Für Atom­mäch­te lie­gen dar­in auch Vor­tei­le. Redu­ziert man die Anzahl der Atom­waf­fen, redu­ziert das eben­falls die Kos­ten für ent­spre­chen­de Infra­struk­tur: Rake­ten­si­los, Trans­port­ka­pa­zi­tä­ten, Per­so­nal.

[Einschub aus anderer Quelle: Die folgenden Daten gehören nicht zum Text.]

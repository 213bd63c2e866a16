use log::{debug, warn};

use super::{fixed, read_bool, read_text, read_u64, write_text, AccountLayout};
use crate::{
    constants::{
        poll_layout as layout, poll_option_layout, OPTION_COUNT, OPTION_LENGTH, OPTION_SIZE,
        TITLE_LENGTH as TITLE_WIDTH,
    },
    error::Result,
};

/// One proposal and the options voters can choose from.
#[derive(Debug, Clone, Default, PartialEq, Eq)]
pub struct Poll {
    pub is_initialized: bool,
    /// Sequential poll id, starting at 1
    pub id: u8,
    /// The proposal title (max 100 bytes)
    pub title: String,
    pub title_length: u8,
    /// The first `options_length` option slots
    pub options: Vec<PollOption>,
    pub options_length: u8,
    /// PDA bump seed, also part of every voter record address for this poll
    pub bump: u8,
}

/// One selectable choice within a [`Poll`].
#[derive(Debug, Clone, Default, PartialEq, Eq)]
pub struct PollOption {
    /// Slot index as written by the program. Votes are credited by slot position, so
    /// this byte is informational only.
    pub id: u8,
    /// The option text (max 50 bytes)
    pub title: String,
    pub title_length: u8,
    pub votes: u64,
}

impl PollOption {
    pub fn new(id: u8, title: &str) -> Self {
        PollOption {
            id,
            title: title.to_string(),
            title_length: title.len().min(OPTION_LENGTH) as u8,
            votes: 0,
        }
    }
}

impl Poll {
    /// A freshly created poll, laid out the way the program initializes it.
    pub fn new<S: AsRef<str>>(id: u8, bump: u8, title: &str, options: &[S]) -> Self {
        let options = options
            .iter()
            .take(OPTION_COUNT)
            .enumerate()
            .map(|(slot, option)| PollOption::new(slot as u8, option.as_ref()))
            .collect::<Vec<_>>();
        Poll {
            is_initialized: true,
            id,
            title: title.to_string(),
            title_length: title.len().min(TITLE_WIDTH) as u8,
            options_length: options.len() as u8,
            options,
            bump,
        }
    }

    /// Looks up an option by its 1-based number; `1` is the first slot.
    pub fn option(&self, option_id: u8) -> Option<&PollOption> {
        let slot = option_id.checked_sub(1)?;
        self.options.get(slot as usize)
    }

    /// The 1-based number voters use for the option in `slot`.
    pub fn option_number(&self, slot: usize) -> Option<u8> {
        if slot < self.options.len() {
            u8::try_from(slot + 1).ok()
        } else {
            None
        }
    }

    pub fn total_votes(&self) -> u64 {
        self.options.iter().map(|option| option.votes).sum()
    }
}

impl AccountLayout for PollOption {
    const NAME: &'static str = "PollOption";
    const LEN: usize = OPTION_SIZE;

    fn unpack(src: &[u8]) -> Result<Self> {
        let src = fixed::<{ OPTION_SIZE }>(Self::NAME, src)?;
        let title_length = src[poll_option_layout::TITLE_LENGTH];
        Ok(PollOption {
            id: src[poll_option_layout::ID],
            title: read_text(
                &src[poll_option_layout::TITLE..poll_option_layout::TITLE_LENGTH],
                title_length,
                "option title",
            ),
            title_length,
            votes: read_u64(src, poll_option_layout::VOTES),
        })
    }

    fn pack(&self) -> Vec<u8> {
        let mut dst = [0u8; OPTION_SIZE];
        dst[poll_option_layout::ID] = self.id;
        write_text(
            &mut dst[poll_option_layout::TITLE..poll_option_layout::TITLE_LENGTH],
            &self.title,
        );
        dst[poll_option_layout::TITLE_LENGTH] = self.title_length;
        dst[poll_option_layout::VOTES..].copy_from_slice(&self.votes.to_le_bytes());
        dst.to_vec()
    }
}

impl AccountLayout for Poll {
    const NAME: &'static str = "Poll";
    const LEN: usize = layout::LEN;

    fn unpack(src: &[u8]) -> Result<Self> {
        let src = fixed::<{ layout::LEN }>(Self::NAME, src)?;
        let title_length = src[layout::TITLE_LENGTH];
        let options_length = src[layout::OPTIONS_LENGTH];

        // Every slot is decoded; only the first `options_length` carry meaning.
        let mut options = src[layout::OPTIONS..layout::OPTIONS_LENGTH]
            .chunks_exact(OPTION_SIZE)
            .map(PollOption::unpack)
            .collect::<Result<Vec<_>>>()?;
        if options_length as usize > OPTION_COUNT {
            warn!(
                "poll {} claims {} options, only {} slots exist",
                src[layout::ID],
                options_length,
                OPTION_COUNT
            );
        }
        options.truncate(options_length as usize);

        let poll = Poll {
            is_initialized: read_bool(src, layout::IS_INITIALIZED),
            id: src[layout::ID],
            title: read_text(
                &src[layout::TITLE..layout::TITLE_LENGTH],
                title_length,
                "poll title",
            ),
            title_length,
            options,
            options_length,
            bump: src[layout::BUMP],
        };
        debug!(
            "decoded poll {} with {} options",
            poll.id,
            poll.options.len()
        );
        Ok(poll)
    }

    fn pack(&self) -> Vec<u8> {
        let mut dst = [0u8; layout::LEN];
        dst[layout::IS_INITIALIZED] = self.is_initialized as u8;
        dst[layout::ID] = self.id;
        write_text(&mut dst[layout::TITLE..layout::TITLE_LENGTH], &self.title);
        dst[layout::TITLE_LENGTH] = self.title_length;

        let slots = &mut dst[layout::OPTIONS..layout::OPTIONS_LENGTH];
        for (slot, chunk) in slots.chunks_exact_mut(OPTION_SIZE).enumerate() {
            let packed = match self.options.get(slot) {
                Some(option) => option.pack(),
                None => PollOption::new(slot as u8, "").pack(),
            };
            chunk.copy_from_slice(&packed);
        }

        dst[layout::OPTIONS_LENGTH] = self.options_length;
        dst[layout::BUMP] = self.bump;
        dst.to_vec()
    }
}
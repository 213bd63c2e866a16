use std::sync::{Arc, Weak};

use anchor_lang::prelude::Pubkey;
use log::debug;

use crate::{
    config::Commitment,
    error::Result,
    ledger::{fetch_account, AccountReader, AccountSubscriber},
    state::{AccountLayout, AccountSnapshot},
};

/// Re-decodes an account every time the ledger reports a change to it.
pub struct ChangeNotifier<L> {
    ledger: Arc<L>,
    commitment: Commitment,
}

impl<L> ChangeNotifier<L>
where
    L: AccountReader + AccountSubscriber + Send + Sync + 'static,
{
    pub fn new(ledger: Arc<L>, commitment: Commitment) -> Self {
        ChangeNotifier { ledger, commitment }
    }

    /// Calls `on_change` with a fresh snapshot of `address` after each change.
    ///
    /// Each snapshot supersedes the previous one. The subscription lasts as long as the
    /// ledger does; there is no unsubscribe.
    pub fn subscribe<T, F>(&self, address: Pubkey, on_change: F) -> Result<()>
    where
        T: AccountLayout + 'static,
        F: Fn(Result<AccountSnapshot<T>>) + Send + Sync + 'static,
    {
        // The ledger owns the callback, so hold it weakly to avoid a cycle.
        let ledger: Weak<L> = Arc::downgrade(&self.ledger);
        let commitment = self.commitment;
        debug!("subscribing to {} account {}", T::NAME, address);
        self.ledger.on_account_change(
            &address,
            Arc::new(move || {
                if let Some(ledger) = ledger.upgrade() {
                    on_change(fetch_account::<T, L>(&ledger, &address, commitment));
                }
            }),
        )
    }
}
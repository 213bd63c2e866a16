//! Client side of the on-chain poll program.
//!
//! Derives the poll program's account addresses, decodes the fixed-layout accounts it
//! stores and encodes the instructions it accepts. Signing and submission stay with the
//! caller; the ledger is reached through [`ledger::AccountReader`] and
//! [`ledger::AccountSubscriber`].

pub mod client;
pub mod config;
pub mod constants;
pub mod error;
pub mod instructions;
pub mod ledger;
pub mod notifier;
pub mod pda;
pub mod state;

pub use client::PollClient;
pub use config::{Commitment, PollClientConfig};
pub use error::{PollClientError, Result};
pub use instructions::{CastVote, InitPoll, PollInstruction};
pub use notifier::ChangeNotifier;
pub use state::{AccountLayout, AccountSnapshot, Poll, PollCount, PollOption, PollVoter};
use anchor_lang::prelude::Pubkey;
use thiserror::Error;

pub type Result<T> = std::result::Result<T, PollClientError>;

#[derive(Error, Debug, Clone, PartialEq, Eq)]
pub enum PollClientError {
    #[error("{account} account is malformed: expected {expected} bytes, got {actual}")]
    MalformedAccount {
        account: &'static str,
        expected: usize,
        actual: usize,
    },

    #[error("{field} is {len} bytes, at most {max} allowed")]
    EncodingConstraintViolation {
        field: String,
        len: usize,
        max: usize,
    },

    #[error("No program address found for the given seeds under {program_id}")]
    DerivationExhausted { program_id: Pubkey },

    #[error("Unknown instruction opcode {0}")]
    UnknownInstruction(u8),

    #[error("Invalid instruction data")]
    MalformedInstruction,

    #[error("Only 255 polls supported")]
    PollsOverflow,

    #[error("Poll {0} has not been created")]
    PollNotFound(u8),

    #[error("Poll mismatch: requested {requested}, account holds {found}")]
    PollMismatch { requested: u8, found: u8 },

    #[error("Option {option_id} is not present in poll {poll_id}")]
    InvalidOption { poll_id: u8, option_id: u8 },

    #[error("Already voted in poll {0}")]
    AlreadyVoted(u8),

    #[error("Invalid config: {0}")]
    InvalidConfig(String),

    #[error("Ledger error: {0}")]
    Ledger(String),
}

impl PollClientError {
    pub(crate) fn too_long(field: impl Into<String>, len: usize, max: usize) -> Self {
        Self::EncodingConstraintViolation {
            field: field.into(),
            len,
            max,
        }
    }

    /// Whether the caller can fix the input and try again.
    pub fn is_user_correctable(&self) -> bool {
        matches!(
            self,
            Self::EncodingConstraintViolation { .. }
                | Self::InvalidOption { .. }
                | Self::AlreadyVoted(_)
                | Self::PollNotFound(_)
        )
    }
}

impl From<serde_json::Error> for PollClientError {
    fn from(err: serde_json::Error) -> Self {
        Self::InvalidConfig(err.to_string())
    }
}
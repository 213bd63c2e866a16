use log::debug;

use super::{fixed, read_bool, AccountLayout};
use crate::{
    constants::poll_count_layout as layout,
    error::{PollClientError, Result},
};

/// Global counter of the polls created so far.
#[derive(Debug, Clone, Copy, Default, PartialEq, Eq)]
pub struct PollCount {
    pub is_initialized: bool,
    /// Number of polls created; the latest poll has this id
    pub count: u8,
    /// PDA bump seed
    pub bump: u8,
}

impl PollCount {
    /// Id the next poll will be created under.
    ///
    /// Ids start at 1, so a counter that does not exist yet hands out poll 1.
    pub fn next_poll_id(count: Option<&PollCount>) -> Result<u8> {
        let current = count.map_or(0, |count| count.count);
        current.checked_add(1).ok_or(PollClientError::PollsOverflow)
    }
}

impl AccountLayout for PollCount {
    const NAME: &'static str = "PollCount";
    const LEN: usize = layout::LEN;

    fn unpack(src: &[u8]) -> Result<Self> {
        let src = fixed::<{ layout::LEN }>(Self::NAME, src)?;
        let poll_count = PollCount {
            is_initialized: read_bool(src, layout::IS_INITIALIZED),
            count: src[layout::COUNT],
            bump: src[layout::BUMP],
        };
        debug!("decoded {:?}", poll_count);
        Ok(poll_count)
    }

    fn pack(&self) -> Vec<u8> {
        let mut dst = [0u8; layout::LEN];
        dst[layout::IS_INITIALIZED] = self.is_initialized as u8;
        dst[layout::COUNT] = self.count;
        dst[layout::BUMP] = self.bump;
        dst.to_vec()
    }
}

#[cfg(test)]
mod tests {
    use super::*;

    #[test]
    fn test_unpack_poll_count() {
        let poll_count = PollCount::unpack(&[1, 0, 7]).unwrap();
        assert_eq!(
            poll_count,
            PollCount {
                is_initialized: true,
                count: 0,
                bump: 7,
            }
        );
        assert_eq!(PollCount::next_poll_id(Some(&poll_count)), Ok(1));
    }

    #[test]
    fn test_any_nonzero_flag_is_initialized() {
        assert!(PollCount::unpack(&[0x80, 2, 1]).unwrap().is_initialized);
        assert!(!PollCount::unpack(&[0, 2, 1]).unwrap().is_initialized);
    }

    #[test]
    fn test_short_buffer_is_malformed() {
        assert_eq!(
            PollCount::unpack(&[1, 0]),
            Err(PollClientError::MalformedAccount {
                account: "PollCount",
                expected: 3,
                actual: 2,
            })
        );
    }

    #[test]
    fn test_absent_account() {
        assert_eq!(PollCount::decode(None), Ok(None));
        assert_eq!(PollCount::next_poll_id(None), Ok(1));
    }

    #[test]
    fn test_next_poll_id_overflow() {
        let full = PollCount {
            is_initialized: true,
            count: u8::MAX,
            bump: 254,
        };
        assert_eq!(
            PollCount::next_poll_id(Some(&full)),
            Err(PollClientError::PollsOverflow)
        );
    }

    #[test]
    fn test_pack_layout() {
        let poll_count = PollCount {
            is_initialized: true,
            count: 12,
            bump: 251,
        };
        assert_eq!(poll_count.pack(), vec![1, 12, 251]);
    }
}
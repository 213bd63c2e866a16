use anchor_lang::solana_program::{
    instruction::{AccountMeta, Instruction},
    pubkey::Pubkey,
    system_program,
};
use log::debug;

use super::take;
use crate::{
    constants::{CAST_VOTE_DATA_LEN, CAST_VOTE_OPCODE},
    error::{PollClientError, Result},
    state::Poll,
};

/// Arguments of the vote instruction. `option_id` is the 1-based option number.
#[derive(Debug, Clone, Copy, PartialEq, Eq)]
pub struct CastVote {
    pub poll_id: u8,
    pub option_id: u8,
}

#[derive(Debug, Clone, Copy, PartialEq, Eq)]
pub struct CastVoteAccounts {
    pub poll: Pubkey,
    pub voter_record: Pubkey,
    pub fee_payer: Pubkey,
}

impl CastVote {
    pub fn new(poll_id: u8, option_id: u8) -> Result<Self> {
        if option_id == 0 {
            return Err(PollClientError::InvalidOption { poll_id, option_id });
        }
        Ok(CastVote { poll_id, option_id })
    }

    /// A vote for the option in 0-based `slot` of `poll`.
    pub fn for_slot(poll: &Poll, slot: usize) -> Result<Self> {
        let option_id = poll
            .option_number(slot)
            .ok_or(PollClientError::InvalidOption {
                poll_id: poll.id,
                option_id: u8::try_from(slot.saturating_add(1)).unwrap_or(u8::MAX),
            })?;
        Ok(CastVote {
            poll_id: poll.id,
            option_id,
        })
    }

    /// Checks the vote against the current poll snapshot.
    pub fn check_against(&self, poll: &Poll) -> Result<()> {
        if poll.id != self.poll_id {
            return Err(PollClientError::PollMismatch {
                requested: self.poll_id,
                found: poll.id,
            });
        }
        if poll.option(self.option_id).is_none() {
            return Err(PollClientError::InvalidOption {
                poll_id: self.poll_id,
                option_id: self.option_id,
            });
        }
        Ok(())
    }

    /// `[1][poll_id][option_id]`
    pub fn data(&self) -> [u8; CAST_VOTE_DATA_LEN] {
        [CAST_VOTE_OPCODE, self.poll_id, self.option_id]
    }

    pub(super) fn unpack(mut input: &[u8]) -> Result<Self> {
        let fields = take(&mut input, 2)?;
        Self::new(fields[0], fields[1])
    }
}

/// Builds the vote instruction.
///
/// Account order: poll (writable), voter record (writable), fee payer, system program.
pub fn cast_vote(
    program_id: &Pubkey,
    accounts: &CastVoteAccounts,
    args: &CastVote,
) -> Instruction {
    let account_metas = vec![
        AccountMeta::new(accounts.poll, false),
        AccountMeta::new(accounts.voter_record, false),
        AccountMeta::new_readonly(accounts.fee_payer, false),
        AccountMeta::new_readonly(system_program::ID, false),
    ];
    debug!(
        "cast vote instruction: poll {} option {}",
        args.poll_id, args.option_id
    );
    Instruction {
        program_id: *program_id,
        accounts: account_metas,
        data: args.data().to_vec(),
    }
}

Gera­de die USA, deren Silos teil­wei­se in erschre­ckend schlech­tem Zustand sind, müs­sen an einer Kos­ten­re­duk­ti­on Inter­es­se haben. Abrüs­tung wür­de ihnen ermög­li­chen, Kos­ten zu spa­ren und die Wahr­schein­lich­keit von Unfäl­len zu ver­min­dern. Da aber auch vie­le Jobs an die­sen Ein­rich­tun­gen hän­gen, brau­chen die USA einen guten Grund, um ihre nuklea­ren Kapa­zi­tä­ten zu reduzieren.

Der Weg ist noch steinig

Der Atom­waf­fen­ver­bots­ver­trag ist zu schön, um wahr zu sein. Das bedeu­tet nicht, dass es nicht ein posi­ti­ver Schritt war, die­sen auf den Weg zu brin­gen. Immer­hin: Öster­reich war füh­rend an die­sem Ver­trag betei­ligt, unge­ach­tet der diplo­ma­ti­schen Kon­se­quen­zen. Viel­leicht erzeugt der TPNW auch genü­gend real­po­li­ti­schen Druck. Den­noch soll­ten in ers­ter Linie Abrüs­tungs­be­mü­hun­gen fort­ge­setzt wer­den, um Nukle­ar­waf­fen­ar­se­na­le mög­lichst zu redu­zie­ren. Das erscheint als der poli­tisch sinn­volls­te Weg, um unmit­tel­ba­re Gefah­ren zu redu­zie­ren und Arse­na­le so weit zu ver­klei­nern, dass deren kom­plet­te Abschaf­fung kein gro­ßer Ver­lust mehr wäre.